I believe that would take some code modification.

Regards,
Alec Smecher
Public Knowledge Project Team

Hi @asmecher,

what would be the locale key for e.g. this “default”-button?

Hi @lcbossert,

Are you looking for the locale key (e.g. text in each language), or the Smarty template (and HTML markup) in order to change its behavior?

Regards,
Alec Smecher
Public Knowledge Project Team

Hi @asmecher ,

I would be happy just to change the locale key so it would be easier for the editors to see the status of the issue or its content.
thanks

Hi @lcbossert,

The options for the article access drop-down are set in pages/editor/IssueManagementHandler.inc.php:

$templateMgr->assign('accessOptions', array(
    ARTICLE_ACCESS_ISSUE_DEFAULT => AppLocale::Translate('editor.issues.default'),
    ARTICLE_ACCESS_OPEN => AppLocale::Translate('editor.issues.open')
));

Regards,
Alec Smecher
Public Knowledge Project Team

Hi @asmecher ,
thanks a lot, I was looking for “editor.issues.default”, renaming it (to “denied”) makes its use more intuitive for our editors.

Hi @asmecher,

thanks, but what we are looking for is a way to allow access to certain PDFs only for logged-in users (subscribers or staff).

So per article, we have

  • three or so PDFs containing an abstract (cut out from the fulltext pdf, for historical reasons - they publish abstracts at the back of the printed/PDF edition) → free for everyone
  • one full-text PDF with the actual article → logged-in users only

I haven’t found a way to do this using the options available, because access settings seemed to work on a per article or per issue basis, but what we need is per galley.

Thanks!

Hi @lcbossert,

Did you find the “Only Restrict Access to PDF version of issues and articles” option I suggested above?

Regards,
Alec Smecher
Public Knowledge Project Team

Hi @asmecher ,

yes, thank you. I am able now to do what I wanted to do via the subscription. However it is some kind of an abuse of the subscription it works. thanks for pointing out the option.

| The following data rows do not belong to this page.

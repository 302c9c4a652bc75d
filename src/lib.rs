//! # Batch Translator
//!
//! 一个批量翻译客户端库：把逐条提交的短消息攒成批次，在服务限制内一次请求翻译，
//! 再把每条译文连同调用方的关联状态交还给回调。
//!
//! ## 主要特性
//!
//! - **批次管理**: 遵守服务的批次上限（1000条消息 / 50000字符），放不下时自动发送
//! - **位置关联**: 请求顺序即关联键，译文按位置找回提交时的关联状态
//! - **占位符保护**: 起止标记之间的内容不会被翻译，收到译文后原样还原
//! - **脏话处理**: 支持服务端删除、星号标记或自定义替换
//! - **追踪ID**: 每个批次带有追踪ID，可自定义生成方式，并记录服务用量
//! - **配置灵活**: 支持TOML配置文件和程序化配置
//!
//! ## 快速开始
//!
//! ```rust,no_run
//! use batch_translator::{Language, TranslatorBuilder};
//!
//! #[tokio::main]
//! async fn main() -> Result<(), Box<dyn std::error::Error>> {
//!     let mut translator = TranslatorBuilder::new()
//!         .with_languages(vec![Language::Spanish, Language::Italian], Language::English)
//!         .with_subscription_key("your-key")
//!         .with_placeholders("{", "}")?
//!         .build(|translation| {
//!             println!("#{} {}: {}", translation.state, translation.language, translation.message);
//!         })?;
//!
//!     translator
//!         .translate_all(vec![("Message {name} 1", 1), ("Message {name} 2", 2)])
//!         .await?;
//!
//!     Ok(())
//! }
//! ```
//!
//! ## 配置文件支持
//!
//! ```toml
//! [translator]
//! from_lang = "en"
//! to_langs = ["es", "it"]
//! message_limit = 1000
//! character_limit = 50000
//! subscription_key = "your-key"
//! profanity_action = "NoAction"
//! ```

pub mod builder;
pub mod client;
pub mod config;
pub mod error;
pub mod format;
pub mod language;
pub mod messages;
pub mod profanity;
pub mod request;
pub mod trace;
pub mod transport;
pub mod translator;
pub mod types;

pub use builder::TranslatorBuilder;
pub use client::{Client, RawTranslation, Translations};
pub use config::TranslationLibConfig;
pub use error::{Result, TranslationError};
pub use format::{MessageFormat, Passthrough, PlaceholderFormat};
pub use language::Language;
pub use messages::{Messages, MAX_CHARACTERS, MAX_MESSAGES};
pub use profanity::{ProfanityAction, ProfanityFilter};
pub use request::{Authentication, BaseUrl, RequestFactory, RequestOptions};
pub use trace::{random_trace_id, TraceIdFn, TraceIdGenerator};
pub use transport::{HttpRequest, HttpResponse, ReqwestTransport, Transport};
pub use translator::{Translation, Translator};
pub use types::{PlaceholderMarkers, TranslatorConfig};
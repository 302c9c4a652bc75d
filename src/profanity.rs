//! 脏话处理模块
//!
//! 服务端负责识别和删除/标记脏话；客户端只在 `Marked` 模式下，
//! 把服务返回的 `<profanity>` 标记替换为调用方提供的文本。

use regex::{Captures, Regex};
use serde::{Deserialize, Serialize};
use std::fmt;
use std::sync::{Arc, OnceLock};

/// 脏话处理方式，与服务的 `profanityAction` 参数一致
#[derive(Debug, Clone, Copy, Default, PartialEq, Eq, Serialize, Deserialize)]
pub enum ProfanityAction {
    #[default]
    NoAction,
    Deleted,
    Marked,
}

impl ProfanityAction {
    pub fn as_str(&self) -> &'static str {
        match self {
            ProfanityAction::NoAction => "NoAction",
            ProfanityAction::Deleted => "Deleted",
            ProfanityAction::Marked => "Marked",
        }
    }
}

/// 被标记短语的替换函数
pub type Replacer = Arc<dyn Fn(&str) -> String + Send + Sync>;

/// 脏话过滤器
///
/// # 示例
///
/// ```rust
/// use batch_translator::ProfanityFilter;
///
/// let filter = ProfanityFilter::marked(Some(|_: &str| "***".to_string()));
/// assert_eq!(filter.apply("a <profanity>bad</profanity> word"), "a *** word");
/// ```
#[derive(Clone, Default)]
pub struct ProfanityFilter {
    action: ProfanityAction,
    replacer: Option<Replacer>,
}

impl ProfanityFilter {
    pub fn none() -> Self {
        Self::default()
    }

    /// 服务端删除脏话，客户端不做处理
    pub fn deleted() -> Self {
        Self {
            action: ProfanityAction::Deleted,
            replacer: None,
        }
    }

    /// 服务端标记脏话
    ///
    /// 没有替换函数时服务端直接用星号替换；有替换函数时服务端用标签包裹，
    /// 由 `apply` 调用替换函数。
    pub fn marked<F>(replacer: Option<F>) -> Self
    where
        F: Fn(&str) -> String + Send + Sync + 'static,
    {
        Self {
            action: ProfanityAction::Marked,
            replacer: replacer.map(|f| Arc::new(f) as Replacer),
        }
    }

    pub fn action(&self) -> ProfanityAction {
        self.action
    }

    /// 请求需要携带的 `profanityAction` / `profanityMarker` 参数
    pub fn query_params(&self) -> Vec<(&'static str, &'static str)> {
        let mut params = vec![("profanityAction", self.action.as_str())];
        if self.action == ProfanityAction::Marked {
            let marker = if self.replacer.is_some() { "Tag" } else { "Asterisk" };
            params.push(("profanityMarker", marker));
        }
        params
    }

    pub fn apply(&self, message: &str) -> String {
        match (&self.action, &self.replacer) {
            (ProfanityAction::Marked, Some(replacer)) => profanity_tag()
                .replace_all(message, |caps: &Captures<'_>| replacer(&caps[1]))
                .into_owned(),
            _ => message.to_string(),
        }
    }
}

impl fmt::Debug for ProfanityFilter {
    fn fmt(&self, f: &mut fmt::Formatter<'_>) -> fmt::Result {
        f.debug_struct("ProfanityFilter")
            .field("action", &self.action)
            .field("replacer", &self.replacer.is_some())
            .finish()
    }
}

fn profanity_tag() -> &'static Regex {
    static TAG: OnceLock<Regex> = OnceLock::new();
    TAG.get_or_init(|| match Regex::new(r"<profanity>([^<]+)</profanity>") {
        Ok(re) => re,
        Err(e) => unreachable!("profanity pattern is valid: {}", e),
    })
}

as @ojsbsb says, I think this is an issue more people might be interested in. Will this be possible in OJS3?

thanks.
Lukas

Hi @lcbossert,

I’ll soon start implementing subscription/access controls for OJS3 – I think it makes sense to include options for granular control on the galley level rather than the article level, though I haven’t started working on this yet and don’t want to overpromise :slight_smile:

Regards,
Alec Smecher
Public Knowledge Project Team

Hi @asmecher ,
thank you for thinking that over and including this into OJS3. Since we are not in a hurry for that feature I am happy that it will be available some day and we dont need to abuse the subscription-module. (maybe we will really need that some other day).

Lukas

Hi @asmecher, et. al., has anything developed on this front? We use galleys for iterative page proofs during proofreading, and thus have multiple galleys for each individual contribution. (1st pages, 2nd pages, etc.). We keep them all for workflow tracking purposes. We have an internal naming convention for these galleys for our reference, and as we have been using OJS primarily for editorial workflow management (our issue and article data is piped to WordPress for final publication), this hasn’t been an issue (in retrospect, that was a terrible pun…). However, we would like to start preparing to use OJS as a back-up interface for our publication, and would thus like to publicly display only the final approved galley (and not the 1st, 2nd, etc. page proofs). Is there yet a way to hide certain galleys from public display?

Hi @blonsway

Have you considered just keeping content that you don’t want published in the “Production Ready Files” area, rather than uploading these to Galleys?